'''
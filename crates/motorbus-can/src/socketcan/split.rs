//! SocketCAN 分离适配器
//!
//! 基于 `CanSocket::try_clone()`（`dup()`）得到独立的 RX/TX 半边。
//!
//! `dup()` 出的 fd 共享同一个打开文件描述，`O_NONBLOCK` 也随之共享。
//! 因此分离后严禁调用 `set_nonblocking()`，RX 超时只依赖 `poll`。
//!
//! `close()` 立即释放本半边的 fd，之后的收发返回 [`CanError::NotStarted`]。

use super::{receive_frame, transmit};
use crate::{CanError, MotorFrame, RxAdapter, TxAdapter};
use socketcan::CanSocket;
use std::os::fd::AsFd;
use std::time::Duration;
use tracing::{debug, trace};

fn clone_socket(socket: &CanSocket, half: &str) -> Result<CanSocket, CanError> {
    socket.as_fd().try_clone_to_owned().map(CanSocket::from).map_err(|e| {
        CanError::Io(std::io::Error::other(format!(
            "Failed to clone SocketCAN socket for {}: {}",
            half, e
        )))
    })
}

/// 只读半边（监控线程使用）
pub struct SocketCanRxAdapter {
    socket: Option<CanSocket>,
    interface: String,
}

impl SocketCanRxAdapter {
    pub(crate) fn new(socket: &CanSocket, interface: &str) -> Result<Self, CanError> {
        Ok(Self {
            socket: Some(clone_socket(socket, "RX")?),
            interface: interface.to_string(),
        })
    }
}

impl RxAdapter for SocketCanRxAdapter {
    fn receive_timeout(&mut self, timeout: Duration) -> Result<MotorFrame, CanError> {
        let socket = self.socket.as_ref().ok_or(CanError::NotStarted)?;
        receive_frame(socket, timeout)
    }

    fn close(&mut self) {
        if self.socket.take().is_some() {
            debug!("SocketCAN RX half '{}' released", self.interface);
        }
    }
}

/// 只写半边（命令发送使用）
pub struct SocketCanTxAdapter {
    socket: Option<CanSocket>,
    interface: String,
}

impl SocketCanTxAdapter {
    pub(crate) fn new(socket: &CanSocket, interface: &str) -> Result<Self, CanError> {
        Ok(Self {
            socket: Some(clone_socket(socket, "TX")?),
            interface: interface.to_string(),
        })
    }
}

impl TxAdapter for SocketCanTxAdapter {
    fn send(&mut self, frame: MotorFrame) -> Result<(), CanError> {
        let socket = self.socket.as_mut().ok_or(CanError::NotStarted)?;
        transmit(socket, &frame)
    }

    fn close(&mut self) -> Result<(), CanError> {
        if self.socket.take().is_some() {
            debug!("SocketCAN TX half '{}' released", self.interface);
        }
        Ok(())
    }
}

impl Drop for SocketCanRxAdapter {
    fn drop(&mut self) {
        trace!("[Auto-Drop] SocketCAN RX half '{}' closed", self.interface);
    }
}

impl Drop for SocketCanTxAdapter {
    fn drop(&mut self) {
        trace!("[Auto-Drop] SocketCAN TX half '{}' closed", self.interface);
    }
}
'''
## [What needs to be done]
Find each line holding the string "CanSocket" in the listing above, then copy it.

## [Response below]
//! 基于 `CanSocket::try_clone()`（`dup()`）得到独立的 RX/TX 半边。
use socketcan::CanSocket;
fn clone_socket(socket: &CanSocket, half: &str) -> Result<CanSocket, CanError> {
    socket.as_fd().try_clone_to_owned().map(CanSocket::from).map_err(|e| {
    socket: Option<CanSocket>,
    pub(crate) fn new(socket: &CanSocket, interface: &str) -> Result<Self, CanError> {
    socket: Option<CanSocket>,
    pub(crate) fn new(socket: &CanSocket, interface: &str) -> Result<Self, CanError> {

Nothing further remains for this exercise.